● Task item
Please give back, exactly as written, only the line containing "waiting for a device" and every line after it until the data below ends.

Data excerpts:
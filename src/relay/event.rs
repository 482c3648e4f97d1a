//! Events delivered to viewers
//!
//! Every message on a viewer connection is a JSON envelope tagged by `type`,
//! which separates frame data from presence changes.

use std::sync::Arc;

use base64::engine::general_purpose::STANDARD;
use base64::Engine;
use bytes::Bytes;
use chrono::Utc;
use serde::{Serialize, Serializer};

use crate::devices::DeviceId;

/// An opaque frame as received from a producer
///
/// Cheap to clone: both variants are reference-counted.
#[derive(Debug, Clone, PartialEq, Eq)]
pub enum FramePayload {
    /// Text message, forwarded verbatim (typically a base64 data URL)
    Text(Arc<str>),
    /// Binary message, base64-encoded on the way out
    Binary(Bytes),
}

impl FramePayload {
    pub fn text(text: impl Into<Arc<str>>) -> Self {
        FramePayload::Text(text.into())
    }

    pub fn binary(data: impl Into<Bytes>) -> Self {
        FramePayload::Binary(data.into())
    }

    /// Size of the payload as received
    pub fn len(&self) -> usize {
        match self {
            FramePayload::Text(text) => text.len(),
            FramePayload::Binary(data) => data.len(),
        }
    }

    pub fn is_empty(&self) -> bool {
        self.len() == 0
    }
}

impl Serialize for FramePayload {
    fn serialize<S: Serializer>(&self, serializer: S) -> Result<S::Ok, S::Error> {
        match self {
            FramePayload::Text(text) => serializer.serialize_str(text),
            FramePayload::Binary(data) => serializer.serialize_str(&STANDARD.encode(data)),
        }
    }
}

/// Envelope sent to viewers
#[derive(Debug, Clone, PartialEq, Serialize)]
#[serde(tag = "type", rename_all = "snake_case")]
pub enum RelayEvent {
    /// One frame from the device's producer
    #[serde(rename_all = "camelCase")]
    Frame {
        device_id: DeviceId,
        frame: FramePayload,
        /// Relay time in milliseconds since the Unix epoch
        timestamp: i64,
    },

    /// The device now has a producer
    #[serde(rename_all = "camelCase")]
    StreamOnline { device_id: DeviceId },

    /// The device's producer went away
    #[serde(rename_all = "camelCase")]
    StreamOffline { device_id: DeviceId },
}

impl RelayEvent {
    /// Wrap a frame, stamping it with the current time
    pub fn frame(device_id: DeviceId, frame: FramePayload) -> Self {
        RelayEvent::Frame {
            device_id,
            frame,
            timestamp: Utc::now().timestamp_millis(),
        }
    }

    pub fn stream_online(device_id: DeviceId) -> Self {
        RelayEvent::StreamOnline { device_id }
    }

    pub fn stream_offline(device_id: DeviceId) -> Self {
        RelayEvent::StreamOffline { device_id }
    }

    pub fn device_id(&self) -> &DeviceId {
        match self {
            RelayEvent::Frame { device_id, .. }
            | RelayEvent::StreamOnline { device_id }
            | RelayEvent::StreamOffline { device_id } => device_id,
        }
    }

    /// Frames may be dropped for slow viewers; presence events may not
    pub fn is_frame(&self) -> bool {
        matches!(self, RelayEvent::Frame { .. })
    }

    /// Wire name of the event type
    pub fn kind(&self) -> &'static str {
        match self {
            RelayEvent::Frame { .. } => "frame",
            RelayEvent::StreamOnline { .. } => "stream_online",
            RelayEvent::StreamOffline { .. } => "stream_offline",
        }
    }

    /// Encode as the JSON text sent over the viewer socket
    pub fn to_json(&self) -> serde_json::Result<String> {
        serde_json::to_string(self)
    }
}

#[cfg(test)]
mod tests {
    use serde_json::{json, Value};

    use super::*;

    fn parse(event: &RelayEvent) -> Value {
        serde_json::from_str(&event.to_json().unwrap()).unwrap()
    }

    #[test]
    fn test_frame_envelope_text() {
        let event = RelayEvent::frame(DeviceId::new("d1"), FramePayload::text("data:image/jpeg;base64,AAAA"));
        let json = parse(&event);

        assert_eq!(json["type"], "frame");
        assert_eq!(json["deviceId"], "d1");
        assert_eq!(json["frame"], "data:image/jpeg;base64,AAAA");
        assert!(json["timestamp"].as_i64().unwrap() > 0);
    }

    #[test]
    fn test_frame_envelope_binary_is_base64() {
        let event = RelayEvent::frame(
            DeviceId::new("d1"),
            FramePayload::binary(Bytes::from_static(&[0xFF, 0xD8, 0xFF])),
        );
        let json = parse(&event);

        assert_eq!(json["frame"], "/9j/");
    }

    #[test]
    fn test_presence_envelopes() {
        assert_eq!(
            parse(&RelayEvent::stream_online(DeviceId::new("d1"))),
            json!({"type": "stream_online", "deviceId": "d1"})
        );
        assert_eq!(
            parse(&RelayEvent::stream_offline(DeviceId::new("d1"))),
            json!({"type": "stream_offline", "deviceId": "d1"})
        );
    }

    #[test]
    fn test_kind_matches_wire_tag() {
        let events = [
            RelayEvent::frame(DeviceId::new("d"), FramePayload::text("x")),
            RelayEvent::stream_online(DeviceId::new("d")),
            RelayEvent::stream_offline(DeviceId::new("d")),
        ];

        for event in &events {
            assert_eq!(parse(event)["type"], event.kind());
            assert_eq!(event.device_id().as_str(), "d");
        }
    }

    #[test]
    fn test_payload_len() {
        assert_eq!(FramePayload::text("abc").len(), 3);
        assert_eq!(FramePayload::binary(vec![1u8, 2]).len(), 2);
        assert!(FramePayload::text("").is_empty());
    }
}
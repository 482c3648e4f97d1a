//! Command queue implementation

use std::collections::{HashMap, VecDeque};

use tokio::sync::Mutex;

use super::command::{CommandKind, PendingCommand};
use crate::devices::DeviceId;

/// FIFO mailbox per device identifier
///
/// Mailboxes are created on first enqueue and are unbounded. The queue does
/// not consult the device registry, so commands for unknown identifiers are
/// accepted and held until someone drains them.
pub struct CommandQueue {
    mailboxes: Mutex<HashMap<DeviceId, VecDeque<PendingCommand>>>,
}

impl CommandQueue {
    pub fn new() -> Self {
        Self {
            mailboxes: Mutex::new(HashMap::new()),
        }
    }

    /// Append a command to a device's mailbox
    pub async fn enqueue(&self, device_id: &DeviceId, kind: CommandKind) -> PendingCommand {
        let mut mailboxes = self.mailboxes.lock().await;
        // Stamped under the lock so timestamps follow queue order
        let command = PendingCommand::new(kind);
        let mailbox = mailboxes.entry(device_id.clone()).or_default();
        mailbox.push_back(command);

        tracing::debug!(
            device = %device_id,
            kind = %kind,
            pending = mailbox.len(),
            "Command queued"
        );

        command
    }

    /// Take every pending command for a device, oldest first
    ///
    /// The mailbox is emptied in the same step, so a second drain with no
    /// enqueue in between returns nothing.
    pub async fn drain(&self, device_id: &DeviceId) -> Vec<PendingCommand> {
        let mut mailboxes = self.mailboxes.lock().await;
        let commands: Vec<PendingCommand> = match mailboxes.get_mut(device_id) {
            Some(mailbox) => mailbox.drain(..).collect(),
            None => Vec::new(),
        };

        if !commands.is_empty() {
            tracing::debug!(
                device = %device_id,
                count = commands.len(),
                "Commands drained"
            );
        }

        commands
    }

    /// Number of commands waiting for a device
    pub async fn pending(&self, device_id: &DeviceId) -> usize {
        self.mailboxes
            .lock()
            .await
            .get(device_id)
            .map_or(0, VecDeque::len)
    }
}

impl Default for CommandQueue {
    fn default() -> Self {
        Self::new()
    }
}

● Your solution
    /// Number of commands waiting for a device
    pub async fn pending(&self, device_id: &DeviceId) -> usize {
        self.mailboxes
            .lock()
            .await
            .get(device_id)
            .map_or(0, VecDeque::len)
    }
}

impl Default for CommandQueue {
    fn default() -> Self {
        Self::new()
    }
}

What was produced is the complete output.